Sorting
Deployments found: 3
Yelp has established a loyal consumer following, due in large part to the fact that they are vigilant in protecting the user from shill or suspect content. Yelp uses an automated review filter to identify suspicious content and minimize exposure to the consumer. The site also features a wide range of other features that help people discover new businesses (lists, special offers, and events), and communicate with each other. Additionally, business owners and managers are able to set up free accounts to post special offers, upload photos, and message customers. The company has also been focused on developing mobile apps and was recently voted into the iTunes Apps Hall of Fame. Yelp apps are also available for Android, Blackberry, Windows 7, Palm Pre and WAP. Local search advertising makes up the majority of Yelp’s revenue stream.
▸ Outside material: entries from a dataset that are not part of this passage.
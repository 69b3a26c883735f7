//! AppConfig defaults and normalization.

use festbook_frontend::config::{AppConfig, DEFAULT_API_URL};
use std::path::PathBuf;

#[test]
fn defaults_to_local_backend() {
    let config = AppConfig::from_values(None, Some(PathBuf::from("/tmp/festbook")));
    assert_eq!(config.api_base_url, DEFAULT_API_URL);
    assert_eq!(config.events_url(), "http://localhost:8080/api/events");
    assert_eq!(config.data_dir, PathBuf::from("/tmp/festbook"));
}

#[test]
fn strips_trailing_slashes_and_blank_values() {
    let config = AppConfig::from_values(Some("https://fest.example.org/ "), None);
    assert_eq!(config.events_url(), "https://fest.example.org/api/events");

    let blank = AppConfig::from_values(Some("   "), None);
    assert_eq!(blank.api_base_url, DEFAULT_API_URL);
}
use dioxus::prelude::*;
use festbook_cart_core::{CartSnapshot, Event};
use crate::config::AppConfig;
use crate::screens::{CartScreen, CatalogScreen, EventDetailsScreen};
use crate::storage;
use crate::toast::ToastQueue;
use crate::widgets::{Navbar, ToastHost};

#[derive(Clone, PartialEq)]
pub enum Route {
    Catalog,
    Details(Event),
    Cart,
}

#[component]
pub fn App() -> Element {
    let config = use_context_provider(AppConfig::from_env);
    // One cart per session, handed to every view through context.
    use_context_provider(|| {
        let mut cart = storage::open_cart(&config);
        cart.subscribe(|s: &CartSnapshot| {
            tracing::debug!(lines = s.items.len(), tickets = s.item_count, total = %s.total, "cart changed");
        });
        Signal::new(cart)
    });
    use_context_provider(|| Signal::new(ToastQueue::new()));

    let mut route = use_signal(|| Route::Catalog);
    let mut is_dark = use_signal(|| true);

    let current_screen = match route() {
        Route::Catalog => rsx! {
            CatalogScreen {
                is_dark: is_dark(),
                on_open: move |event: Event| route.set(Route::Details(event)),
            }
        },
        Route::Details(event) => rsx! {
            EventDetailsScreen {
                is_dark: is_dark(),
                event,
                on_back: move |_| route.set(Route::Catalog),
                on_view_cart: move |_| route.set(Route::Cart),
            }
        },
        Route::Cart => rsx! {
            CartScreen {
                is_dark: is_dark(),
                on_browse: move |_| route.set(Route::Catalog),
            }
        },
    };

    rsx! {
        div { style: "font-family: system-ui, sans-serif;",
            Navbar {
                is_dark: is_dark(),
                route: route(),
                on_navigate: move |r: Route| route.set(r),
                on_toggle_theme: move |_| is_dark.toggle(),
            }
            ToastHost { is_dark: is_dark() }
            {current_screen}
        }
    }
}
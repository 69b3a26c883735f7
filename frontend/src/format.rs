//! Display formatting for prices and event dates.

use chrono::{DateTime, NaiveDate, NaiveDateTime};
use festbook_cart_core::Decimal;

pub const CURRENCY_SYMBOL: &str = "₹";

/// Indian-style rupee amount: `₹1,00,000`, `₹1,234.5`. At most two decimals, no trailing zeros.
pub fn format_inr(amount: Decimal) -> String {
    let rounded = amount.round_dp(2).normalize();
    let negative = rounded.is_sign_negative() && !rounded.is_zero();
    let text = rounded.abs().to_string();
    let (int_part, frac_part) = match text.split_once('.') {
        Some((i, f)) => (i, Some(f)),
        None => (text.as_str(), None),
    };

    let mut out = String::new();
    if negative {
        out.push('-');
    }
    out.push_str(CURRENCY_SYMBOL);
    out.push_str(&group_indian(int_part));
    if let Some(f) = frac_part {
        out.push('.');
        out.push_str(f);
    }
    out
}

/// Last three digits, then groups of two: 12345678 -> 1,23,45,678.
fn group_indian(digits: &str) -> String {
    if digits.len() <= 3 {
        return digits.to_string();
    }
    let (head, tail) = digits.split_at(digits.len() - 3);
    let mut groups = Vec::new();
    let mut rest = head;
    while rest.len() > 2 {
        let (a, b) = rest.split_at(rest.len() - 2);
        groups.push(b);
        rest = a;
    }
    if !rest.is_empty() {
        groups.push(rest);
    }
    groups.reverse();
    format!("{},{}", groups.join(","), tail)
}

/// `Mar 14, 2025` (plus `06:00 PM` when a time is present). Unparseable input is returned as is.
pub fn format_event_date(raw: &str) -> String {
    let raw = raw.trim();
    if let Ok(dt) = DateTime::parse_from_rfc3339(raw) {
        return dt.format("%b %d, %Y %I:%M %p").to_string();
    }
    for pattern in ["%Y-%m-%dT%H:%M:%S%.f", "%Y-%m-%dT%H:%M:%S", "%Y-%m-%dT%H:%M"] {
        if let Ok(dt) = NaiveDateTime::parse_from_str(raw, pattern) {
            return dt.format("%b %d, %Y %I:%M %p").to_string();
        }
    }
    if let Ok(d) = NaiveDate::parse_from_str(raw, "%Y-%m-%d") {
        return d.format("%b %d, %Y").to_string();
    }
    raw.to_string()
}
The search ads are colored light orange and clearly labeled “Sponsored Results.” Paying advertisers are not allowed to change or re-order their reviews.
Why Amazon Web Services Yelp originally depended upon giant RAIDs to store their logs, along with a single local instance of Hadoop. When Yelp made the move to Amazon Elastic MapReduce (Amazon EMR), they replaced the RAIDs with Amazon Simple Storage Service (Amazon S3) and immediately transferred all Hadoop jobs to Amazon Elastic MapReduce.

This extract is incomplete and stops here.